Ben WIlliams, Sunday, 2 February 2003 15:46 (twenty-one years ago) link

um, just listening to my dad's CCR mp3s & my assumption about what I thought of them - Says Nothing To Me About My Life + somewhere between exotic & grotesque (I haven't seen Disney's Song of the South but that sort of faded (anti)quaint(ed) disturbing etcetera viiibe) (or I'm too young).

(haha & maybe I've been reading too much Curnow & Brasch lately, but while not taking geography-as-destiny (or geography-as-haunting) too seriously, all the NZ rawkundroll fans I know have spent far more time around the otago/cantebury plains than I have).

Ess Kay (esskay), Monday, 3 February 2003 02:23 (twenty-one years ago) link

put on "Born on the Bayou" in your car v v loud while you're moving, it sounds really good (the other albums might too, but that's the only one i have)

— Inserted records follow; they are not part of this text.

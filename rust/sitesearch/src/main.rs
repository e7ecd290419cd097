//! sitesearch - autocomplete and open sites from a curated directory.
//!
//! Terminal host for `sitesearch_core`: each subcommand builds a snapshot
//! from the configured directory (or the built-in list) and drives the
//! search box against it.

use std::io::{self, BufRead, Write};
use std::path::{Path, PathBuf};
use std::sync::Arc;
use std::time::Instant;

use anyhow::{Context, Result};
use clap::{Parser, Subcommand};
use log::{info, warn};
use sitesearch::client::DataSource;
use sitesearch::loader::{load_into, spawn_load};
use sitesearch::navigator::{BrowserNavigator, PrintNavigator};
use sitesearch::presenter::TextPresenter;
use sitesearch_core::config::parse_widget_config;
use sitesearch_core::resolve::resolve_url;
use sitesearch_core::{Navigator, SearchBox, SharedSnapshot, WidgetConfig};

#[derive(Parser)]
#[command(name = "sitesearch")]
#[command(about = "Autocomplete and open sites from a curated directory")]
#[command(version)]
struct Cli {
    /// Record directory: http(s) URL or path to a JSON file
    #[arg(long, global = true, env = "SITESEARCH_DATA_URL")]
    data: Option<String>,

    /// Widget config file (JSON)
    #[arg(long, global = true, env = "SITESEARCH_CONFIG")]
    config: Option<PathBuf>,

    /// Maximum suggestions per query
    #[arg(long, global = true)]
    limit: Option<usize>,

    #[command(subcommand)]
    command: Commands,
}

#[derive(Subcommand)]
enum Commands {
    /// List sites whose name starts with PREFIX
    Suggest {
        #[arg(value_name = "PREFIX")]
        prefix: String,
    },
    /// Print the URL that TEXT resolves to
    Resolve {
        #[arg(value_name = "TEXT")]
        text: String,
    },
    /// Resolve TEXT and open it in the default browser
    Open {
        #[arg(value_name = "TEXT")]
        text: String,
    },
    /// Interactive search box on stdin
    Repl {
        /// Print chosen URLs instead of opening them
        #[arg(long, default_value = "false")]
        print: bool,
    },
    /// Check version
    Version,
}

const REPL_HELP: &str = "\
type to search; empty line submits
  :down / :up   move selection
  :pick N       choose row N
  :esc          dismiss suggestions
  :blur/:focus  leave / return to the input
  :q            quit";

fn load_config(path: Option<&Path>) -> Result<WidgetConfig> {
    let Some(path) = path else {
        return Ok(WidgetConfig::default());
    };
    let text = std::fs::read_to_string(path)
        .with_context(|| format!("Failed to read config {}", path.display()))?;
    parse_widget_config(&text).with_context(|| format!("Invalid config {}", path.display()))
}

/// Build the snapshot synchronously: the configured source, or the built-in list.
fn load_now(config: &WidgetConfig) -> Result<Arc<SharedSnapshot>> {
    let shared = Arc::new(SharedSnapshot::default());
    if let Some(location) = &config.data_url {
        let source = DataSource::from_location(location)?;
        load_into(&shared, &source);
    }
    Ok(shared)
}

fn run_repl<N: Navigator>(config: WidgetConfig, navigator: N) -> Result<()> {
    let shared = Arc::new(SharedSnapshot::default());
    if let Some(location) = &config.data_url {
        let source = DataSource::from_location(location)?;
        let _loader =
            spawn_load(Arc::clone(&shared), source).context("Failed to start directory load")?;
    }

    let mut search = SearchBox::new(shared, config, TextPresenter::new(io::stdout()), navigator);
    println!("{}", REPL_HELP);

    for line in io::stdin().lock().lines() {
        let line = line?;
        let now = Instant::now();
        search.tick(now);

        match line.trim_end() {
            ":q" => break,
            ":down" => search.move_selection(1),
            ":up" => search.move_selection(-1),
            ":esc" => search.dismiss(),
            ":blur" => search.blur(now),
            ":focus" => search.focus(),
            "" => {
                search.submit();
            }
            cmd if cmd.starts_with(":pick") => {
                match cmd[":pick".len()..].trim().parse::<usize>() {
                    Ok(n) if n >= 1 => {
                        if search.pick(n - 1).is_none() {
                            warn!("no suggestion {}", n);
                        }
                    }
                    _ => warn!("usage: :pick N"),
                }
            }
            text => search.input(text),
        }
        io::stdout().flush()?;
    }
    Ok(())
}

fn main() -> anyhow::Result<()> {
    // Initialize logging
    env_logger::Builder::from_env(env_logger::Env::default().default_filter_or("info")).init();

    let cli = Cli::parse();

    let mut config = load_config(cli.config.as_deref())?;
    if cli.data.is_some() {
        config.data_url = cli.data;
    }
    if let Some(limit) = cli.limit {
        config.max_suggestions = limit;
    }

    match cli.command {
        Commands::Suggest { prefix } => {
            let snapshot = load_now(&config)?.current();
            for record in snapshot.query(&prefix, config.max_suggestions) {
                println!("{}\t{}", record.name, record.domain);
            }
        }
        Commands::Resolve { text } => {
            let snapshot = load_now(&config)?.current();
            if let Some(url) = resolve_url(&text, snapshot.store()) {
                println!("{}", url);
            }
        }
        Commands::Open { text } => {
            let snapshot = load_now(&config)?.current();
            match resolve_url(&text, snapshot.store()) {
                Some(url) => BrowserNavigator.navigate(&url),
                None => info!("Nothing to open"),
            }
        }
        Commands::Repl { print } => {
            if print {
                run_repl(config, PrintNavigator::new(io::stdout()))?;
            } else {
                run_repl(config, BrowserNavigator)?;
            }
        }
        Commands::Version => {
            println!("sitesearch {}", env!("CARGO_PKG_VERSION"));
        }
    }

    Ok(())
}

are you saying your assumption about them was true?

Curnow & Brasch = ?

Tracer Hand (tracerhand), Monday, 3 February 2003 02:26 (twenty-one years ago) link

I listened to Willy the other day. Two filler instrumentals ("Poorboy Shuffle," "Side O' the Road), one po-faced cover ("Cotton Fields") and one failed attempt at moodiness ("Effigy") to set against one decent cover ("Midnight Special," it's the way he sings it), one original that sounds like a cover ("Don't Look Now," this is a compliment), one successful attempt at moodiness ("Feelin' Blue") and one amusing spoof of country backwardness ("It Came Out of the Sky," maybe the only time he had fun with it?)

Ben Williams, Monday, 3 February 2003 14:12 (twenty-one years ago) link

(Not including the singles, which are of course great, though come to think of it "Down on the Corner" is kind of hokey)

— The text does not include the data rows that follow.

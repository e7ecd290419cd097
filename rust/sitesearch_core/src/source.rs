//! Record sources and the total `load` operation.

use log::{info, warn};
use serde_json::Value;

use crate::record::{fallback_records, sanitize, Record};

/// Something that can hand back raw record data.
///
/// Implementations live with the host (HTTP, files). The payload is untyped
/// JSON; validation happens in [`sanitize`].
pub trait RecordSource {
    type Error: std::error::Error;

    /// Fetch the raw directory payload once.
    fn fetch(&self) -> Result<Value, Self::Error>;

    /// Human-readable location, used in log lines.
    fn describe(&self) -> String;
}

/// Fetch and sanitize records. Never fails: any fetch error yields the
/// fallback list.
pub fn load<S: RecordSource + ?Sized>(source: &S) -> Vec<Record> {
    match source.fetch() {
        Ok(raw) => {
            let records = sanitize(&raw);
            info!("loaded {} records from {}", records.len(), source.describe());
            records
        }
        Err(e) => {
            warn!(
                "failed to load records from {}: {} (using fallback list)",
                source.describe(),
                e
            );
            fallback_records()
        }
    }
}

Ben Williams, Monday, 3 February 2003 14:13 (twenty-one years ago) link

I'm curious what people mean when they say CCR was "sexless". Is the implication that the band was unattractive sexually? Or that they were not suggestive of sex? Or that they in fact did not have sex? I see nothing to suggest that. As far as I can tell, Fogerty and co. exuded a typically masculine image. So is the implication that their music is "sexless"? What does that mean exactly? Apart from the well-known (on ILM at least) example of "feminized noise", how exactly can music be "sexed"? Or does it simply mean, that with a few notable exceptions (for example, "Suzie Q"), they rarely sang about sexual matters? If it's the last, then I think this criticism misses the point. CCR were aiming to evoke an objective, universal Americana, of the kind typified in traditional folk songs. Sex as a topic is necessarily subjective. How many traditional folk songs are about sex? Few, if any. Love, yes - but not sex. So it followed naturally from their artistic aims that they would have few songs about sex. To criticize them for this is to apply a subjective aesthetic that is foreign to their approach.

o. nate (onate), Monday, 3 February 2003 15:58 (twenty-one years ago) link

two weeks pass...
Sexless as in not sexy, not exuding any sexual tension (lyric content not relevant to this, I don't think; Elvis was sexy singing "In the Ghetto").

"Subjective" is no good as a synonym for "value-laden." As a matter of fact it's no good as a word, period. (Nor is its twin "objective. Ban 'em both!)

Tracer: there are all sorts of ways to use the word "folk," but if you're using it anthropologically (folkways, folklore), I can't think of any other songs in modern America that are as folk as Xmas Carols, except maybe for "Happy Birthday" and "Rock 'N' Roll Part 2."

Frank Kogan (Frank Kogan), Tuesday, 18 February 2003 02:27 (twenty-one years ago) link

Is the National Anthem folk?

gabbneb (gabbneb), Tuesday, 18 February 2003 02:37 (twenty-one years ago) link

Don't know. I have to call my anthropologist and ask.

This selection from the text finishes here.